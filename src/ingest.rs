//! Mail-in posting: one message in, one stored post out.
//!
//! The `From` header is checked before anything touches the disk. Image
//! attachments go through the [`MediaPipeline`](crate::media::MediaPipeline)
//! and their fragments lead the body. The composed post is written into the
//! content store and read back through the normal document parser, so what
//! the caller gets is exactly what a later build will see.

use crate::artifact::{self, FilesystemError};
use crate::config::{ConfigError, SiteConfig};
use crate::document::{Document, DocumentKind, ParseError, join_url, post_url, unquote};
use crate::mail::{MailError, Message};
use crate::media::{MediaError, MediaPipeline, MediaVariantSet};
use crate::naming::slugify;
use crate::store::ContentStore;
use chrono::{DateTime, FixedOffset};
use regex::Regex;
use std::borrow::Cow;
use std::fmt::Write as _;
use std::path::PathBuf;
use thiserror::Error;

#[derive(Error, Debug)]
pub enum IngestError {
    #[error("sender not allowed: {0:?}")]
    SenderRejected(String),
    #[error("message has no {0} header")]
    MissingHeader(&'static str),
    #[error("unparseable message date: {0:?}")]
    InvalidDate(String),
    #[error(transparent)]
    Mail(#[from] MailError),
    #[error("stored post does not parse: {0}")]
    Parse(#[from] ParseError),
    #[error(transparent)]
    Filesystem(#[from] FilesystemError),
}

/// An attachment that could not be turned into media.
#[derive(Debug)]
pub struct SkippedAttachment {
    pub name: String,
    pub error: MediaError,
}

/// What one accepted message produced.
#[derive(Debug)]
pub struct IngestOutcome {
    /// The stored post, as parsed back from disk.
    pub document: Document,
    pub path: PathBuf,
    /// True when a post with the same date and slug was overwritten.
    pub replaced: bool,
    pub media: Vec<MediaVariantSet>,
    pub skipped: Vec<SkippedAttachment>,
}

pub struct Ingestor<'a> {
    config: &'a SiteConfig,
    store: &'a ContentStore,
    media: MediaPipeline<'a>,
    sender: Option<Regex>,
}

impl<'a> Ingestor<'a> {
    pub fn new(
        config: &'a SiteConfig,
        store: &'a ContentStore,
        media: MediaPipeline<'a>,
    ) -> Result<Self, ConfigError> {
        Ok(Self {
            config,
            store,
            media,
            sender: config.ingest.sender_pattern()?,
        })
    }

    pub fn ingest(&self, raw: &[u8]) -> Result<IngestOutcome, IngestError> {
        let message = Message::parse(raw)?;

        let from = message.header("from").unwrap_or_default();
        if !self.sender.as_ref().is_some_and(|re| re.is_match(from)) {
            return Err(IngestError::SenderRejected(from.to_string()));
        }

        let date = message
            .header("date")
            .ok_or(IngestError::MissingHeader("Date"))?;
        let timestamp = parse_mail_date(date)?.with_timezone(&self.config.utc_offset());
        let title = message
            .header("subject")
            .map(str::trim)
            .filter(|s| !s.is_empty())
            .ok_or(IngestError::MissingHeader("Subject"))?
            .to_string();
        let slug = slugify(&title);
        tracing::info!(%title, %slug, date = %timestamp, "accepted message");

        let mut fragments = String::new();
        let mut media = Vec::new();
        let mut skipped = Vec::new();
        for (index, part) in message.images().into_iter().enumerate() {
            let name = part
                .filename()
                .unwrap_or_else(|| format!("attachment {}", index + 1));
            match self.media.ingest(part.body()) {
                Ok(set) => {
                    fragments.push_str(&set.fragment);
                    media.push(set);
                }
                Err(error) => {
                    tracing::warn!(attachment = %name, %error, "skipping attachment");
                    skipped.push(SkippedAttachment { name, error });
                }
            }
        }
        let body = format!("{fragments}{}", message.text_body().unwrap_or_default());

        let reader = self.store.reader();
        let short = reader
            .aliases()
            .resolve(&join_url(reader.base_url(), &post_url(&timestamp, &slug)));

        let text = compose(&title, &timestamp, &self.config.site.author, &slug, &short, &body);
        let year = timestamp.format("%Y").to_string();
        let month = timestamp.format("%m").to_string();
        let replaced = self.store.path_for(&year, &month, &slug).exists();
        if replaced {
            tracing::warn!(%year, %month, %slug, "overwriting existing post");
        }
        let path = self.store.write_document(&year, &month, &slug, &text)?;

        // The alias was looked up above; reading back must not ask again.
        let stored = artifact::read_text(&path)?;
        let document =
            reader
                .without_aliases()
                .parse(DocumentKind::Post, &stored, self.store.extension())?;

        Ok(IngestOutcome {
            document,
            path,
            replaced,
            media,
            skipped,
        })
    }
}

/// RFC 2822 date, tolerating a trailing `(comment)` such as `(UTC)`.
pub fn parse_mail_date(value: &str) -> Result<DateTime<FixedOffset>, IngestError> {
    let trimmed = value.trim();
    let without_comment = match trimmed.rfind('(') {
        Some(open) if trimmed.ends_with(')') => trimmed[..open].trim_end(),
        _ => trimmed,
    };
    DateTime::parse_from_rfc2822(without_comment)
        .map_err(|_| IngestError::InvalidDate(value.to_string()))
}

fn compose(
    title: &str,
    timestamp: &DateTime<FixedOffset>,
    author: &str,
    slug: &str,
    short: &str,
    body: &str,
) -> String {
    let mut text = String::new();
    let _ = writeln!(text, "title: {}", header_value(title));
    let _ = writeln!(text, "date: {}", timestamp.timestamp());
    if !author.is_empty() {
        let _ = writeln!(text, "author: {}", header_value(author));
    }
    let _ = writeln!(text, "slug: {slug}");
    if !short.is_empty() {
        let _ = writeln!(text, "short: {short}");
    }
    text.push('\n');
    text.push_str(body);
    text
}

/// A value that reads back unchanged. Only values wrapped in a matching
/// pair of quotes need quoting themselves.
fn header_value(value: &str) -> Cow<'_, str> {
    if unquote(value) == value {
        return Cow::Borrowed(value);
    }
    let quote = if value.starts_with('"') { '\'' } else { '"' };
    Cow::Owned(format!("{quote}{value}{quote}"))
}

################

§ **TASK GOAL**
Word for word, return all of the records.

§ **WRITTEN ANSWER**
filename src/ingest.rs
//! Mail-in posting: one message in, one stored post out.
//!
//! The `From` header is checked before anything touches the disk. Image
//! attachments go through the [`MediaPipeline`](crate::media::MediaPipeline)
//! and their fragments lead the body. The composed post is written into the
//! content store and read back through the normal document parser, so what
//! the caller gets is exactly what a later build will see.

use crate::artifact::{self, FilesystemError};
use crate::config::{ConfigError, SiteConfig};
use crate::document::{Document, DocumentKind, ParseError, join_url, post_url, unquote};
use crate::mail::{MailError, Message};
use crate::media::{MediaError, MediaPipeline, MediaVariantSet};
use crate::naming::slugify;
use crate::store::ContentStore;
use chrono::{DateTime, FixedOffset};
use regex::Regex;
use std::borrow::Cow;
use std::fmt::Write as _;
use std::path::PathBuf;
use thiserror::Error;

#[derive(Error, Debug)]
pub enum IngestError {
    #[error("sender not allowed: {0:?}")]
    SenderRejected(String),
    #[error("message has no {0} header")]
    MissingHeader(&'static str),
    #[error("unparseable message date: {0:?}")]
    InvalidDate(String),
    #[error(transparent)]
    Mail(#[from] MailError),
    #[error("stored post does not parse: {0}")]
    Parse(#[from] ParseError),
    #[error(transparent)]
    Filesystem(#[from] FilesystemError),
}

/// An attachment that could not be turned into media.
#[derive(Debug)]
pub struct SkippedAttachment {
    pub name: String,
    pub error: MediaError,
}

/// What one accepted message produced.
#[derive(Debug)]
pub struct IngestOutcome {
    /// The stored post, as parsed back from disk.
    pub document: Document,
    pub path: PathBuf,
    /// True when a post with the same date and slug was overwritten.
    pub replaced: bool,
    pub media: Vec<MediaVariantSet>,
    pub skipped: Vec<SkippedAttachment>,
}

pub struct Ingestor<'a> {
    config: &'a SiteConfig,
    store: &'a ContentStore,
    media: MediaPipeline<'a>,
    sender: Option<Regex>,
}

impl<'a> Ingestor<'a> {
    pub fn new(
        config: &'a SiteConfig,
        store: &'a ContentStore,
        media: MediaPipeline<'a>,
    ) -> Result<Self, ConfigError> {
        Ok(Self {
            config,
            store,
            media,
            sender: config.ingest.sender_pattern()?,
        })
    }

    pub fn ingest(&self, raw: &[u8]) -> Result<IngestOutcome, IngestError> {
        let message = Message::parse(raw)?;

        let from = message.header("from").unwrap_or_default();
        if !self.sender.as_ref().is_some_and(|re| re.is_match(from)) {
            return Err(IngestError::SenderRejected(from.to_string()));
        }

        let date = message
            .header("date")
            .ok_or(IngestError::MissingHeader("Date"))?;
        let timestamp = parse_mail_date(date)?.with_timezone(&self.config.utc_offset());
        let title = message
            .header("subject")
            .map(str::trim)
            .filter(|s| !s.is_empty())
            .ok_or(IngestError::MissingHeader("Subject"))?
            .to_string();
        let slug = slugify(&title);
        tracing::info!(%title, %slug, date = %timestamp, "accepted message");

        let mut fragments = String::new();
        let mut media = Vec::new();
        let mut skipped = Vec::new();
        for (index, part) in message.images().into_iter().enumerate() {
            let name = part
                .filename()
                .unwrap_or_else(|| format!("attachment {}", index + 1));
            match self.media.ingest(part.body()) {
                Ok(set) => {
                    fragments.push_str(&set.fragment);
                    media.push(set);
                }
                Err(error) => {
                    tracing::warn!(attachment = %name, %error, "skipping attachment");
                    skipped.push(SkippedAttachment { name, error });
                }
            }
        }
        let body = format!("{fragments}{}", message.text_body().unwrap_or_default());

        let reader = self.store.reader();
        let short = reader
            .aliases()
            .resolve(&join_url(reader.base_url(), &post_url(&timestamp, &slug)));

        let text = compose(&title, &timestamp, &self.config.site.author, &slug, &short, &body);
        let year = timestamp.format("%Y").to_string();
        let month = timestamp.format("%m").to_string();
        let replaced = self.store.path_for(&year, &month, &slug).exists();
        if replaced {
            tracing::warn!(%year, %month, %slug, "overwriting existing post");
        }
        let path = self.store.write_document(&year, &month, &slug, &text)?;

        // The alias was looked up above; reading back must not ask again.
        let stored = artifact::read_text(&path)?;
        let document =
            reader
                .without_aliases()
                .parse(DocumentKind::Post, &stored, self.store.extension())?;

        Ok(IngestOutcome {
            document,
            path,
            replaced,
            media,
            skipped,
        })
    }
}

/// RFC 2822 date, tolerating a trailing `(comment)` such as `(UTC)`.
pub fn parse_mail_date(value: &str) -> Result<DateTime<FixedOffset>, IngestError> {
    let trimmed = value.trim();
    let without_comment = match trimmed.rfind('(') {
        Some(open) if trimmed.ends_with(')') => trimmed[..open].trim_end(),
        _ => trimmed,
    };
    DateTime::parse_from_rfc2822(without_comment)
        .map_err(|_| IngestError::InvalidDate(value.to_string()))
}

fn compose(
    title: &str,
    timestamp: &DateTime<FixedOffset>,
    author: &str,
    slug: &str,
    short: &str,
    body: &str,
) -> String {
    let mut text = String::new();
    let _ = writeln!(text, "title: {}", header_value(title));
    let _ = writeln!(text, "date: {}", timestamp.timestamp());
    if !author.is_empty() {
        let _ = writeln!(text, "author: {}", header_value(author));
    }
    let _ = writeln!(text, "slug: {slug}");
    if !short.is_empty() {
        let _ = writeln!(text, "short: {short}");
    }
    text.push('\n');
    text.push_str(body);
    text
}

/// A value that reads back unchanged. Only values wrapped in a matching
/// pair of quotes need quoting themselves.
fn header_value(value: &str) -> Cow<'_, str> {
    if unquote(value) == value {
        return Cow::Borrowed(value);
    }
    let quote = if value.starts_with('"') { '\'' } else { '"' };
    Cow::Owned(format!("{quote}{value}{quote}"))
}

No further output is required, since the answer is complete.